--- Information provided Enclosed Below ---
//! A module containing [`Array`] and associtated types.
//!
//! Currently, the only other included type is [`IntoIter`] for owned iteration over an Array.
//! [`IterMut`](std::slice::IterMut) and [`Iter`](std::slice::Iter) from [`std::slice`] are used for
//! borrowed iteration.
//!
//! [`Array`] is also re-exported under the parent module.

mod array;
mod iter;

pub use array::*;
pub use iter::*;
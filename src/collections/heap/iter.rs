use std::slice::Iter;

use super::KAryHeap;
#[doc(inline)]
pub use crate::collections::contiguous::vector::IntoIter;

impl<T: Ord> IntoIterator for KAryHeap<T> {
    type Item = T;

    type IntoIter = IntoIter<T>;

    fn into_iter(self) -> Self::IntoIter {
        self.into_vector().into_iter()
    }
}

impl<'a, T: Ord> IntoIterator for &'a KAryHeap<T> {
    type Item = &'a T;

    type IntoIter = Iter<'a, T>;

    fn into_iter(self) -> Self::IntoIter {
        self.iter()
    }
}
//! A module containing [`Vector`] and associtated types.
//!
//! Currently, the only other included type is [`IntoIter`] for owned iteration over an Vector, which
//! is a re-export of [`array::IntoIter`](super::array::IntoIter). [`IterMut`](std::slice::IterMut)
//! and [`Iter`](std::slice::Iter) from [`std::slice`] are used for borrowed iteration.
//!
//! [`Vector`] is also re-exported under the parent module.

mod iter;
mod vector;

pub use iter::*;
pub use vector::*;
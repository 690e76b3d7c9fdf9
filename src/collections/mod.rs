//! Various general-purpose collection types.
//!
//! # Purpose
//! These types are written from scratch on top of the global allocator, to explore manual buffer
//! ownership, amortized growth and heap ordering.
//!
//! # Method
//! Applicable types here implement [`Deref<Target = [T]>`](std::ops::Deref) (and DerefMut), which
//! saves me from writing some of the more repetitive functionality.

#[cfg(feature = "contiguous")]
pub mod contiguous;
#[cfg(feature = "heap")]
pub mod heap;
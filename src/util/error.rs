//! Error types shared by the collections in this crate.
//!
//! Contract violations (such as indexing out of bounds or popping an empty collection) are
//! reported by panicking with one of these errors, while fallible allocation is reported by
//! returning a [`TryReserveError`] from the `try_*` family of methods.

use std::alloc::Layout;

use derive_more::{Display, Error, From, IsVariant, TryInto};

/// An index was outside of the initialized range of a collection.
#[derive(Debug, Display, Error, Clone, Copy, PartialEq, Eq)]
#[display("Index {index} out of bounds for collection with {len} elements!")]
pub struct IndexOutOfBounds {
    /// The offending index.
    pub index: usize,
    /// The length of the collection at the time of access.
    pub len: usize,
}

/// An element was requested from or removed from an empty collection.
#[derive(Debug, Display, Error, Clone, Copy, PartialEq, Eq)]
#[display("Attempted to access or remove an element of an empty collection!")]
pub struct Underflow;

/// A heap was constructed with a branching factor that can't form a tree.
#[derive(Debug, Display, Error, Clone, Copy, PartialEq, Eq)]
#[display("A heap requires an arity of at least 2, got {arity}!")]
pub struct InvalidArity {
    /// The rejected arity.
    pub arity: usize,
}

/// The requested capacity would produce an allocation larger than [`isize::MAX`] bytes.
#[derive(Debug, Display, Error, Clone, Copy, PartialEq, Eq)]
#[display("Capacity overflow!")]
pub struct CapacityOverflow;

/// The global allocator was unable to provide memory for the requested layout.
#[derive(Debug, Display, Error, Clone, Copy, PartialEq, Eq)]
#[display("Failed to allocate memory for layout {layout:?}!")]
pub struct AllocationFailure {
    /// The layout which couldn't be allocated.
    pub layout: Layout,
}

/// The reason that a request for more memory failed. Whenever this is returned, the collection it
/// was returned from is left exactly as it was before the call.
#[derive(Debug, Display, Error, Clone, Copy, PartialEq, Eq, From, TryInto, IsVariant)]
pub enum TryReserveError {
    /// See [`CapacityOverflow`].
    CapacityOverflow(CapacityOverflow),
    /// See [`AllocationFailure`].
    AllocationFailure(AllocationFailure),
}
--- End of Enclosed Information provided ---
Would you set down, word for word, the lines from the opening of the entries above through the line with "type Item = &'a T;", both included, and no others?

--- Result ---
//! A module containing [`Array`] and associtated types.
//!
//! Currently, the only other included type is [`IntoIter`] for owned iteration over an Array.
//! [`IterMut`](std::slice::IterMut) and [`Iter`](std::slice::Iter) from [`std::slice`] are used for
//! borrowed iteration.
//!
//! [`Array`] is also re-exported under the parent module.

mod array;
mod iter;

pub use array::*;
pub use iter::*;
filename src/collections/heap/iter.rs
use std::slice::Iter;

use super::KAryHeap;
#[doc(inline)]
pub use crate::collections::contiguous::vector::IntoIter;

impl<T: Ord> IntoIterator for KAryHeap<T> {
    type Item = T;

    type IntoIter = IntoIter<T>;

    fn into_iter(self) -> Self::IntoIter {
        self.into_vector().into_iter()
    }
}

impl<'a, T: Ord> IntoIterator for &'a KAryHeap<T> {
    type Item = &'a T;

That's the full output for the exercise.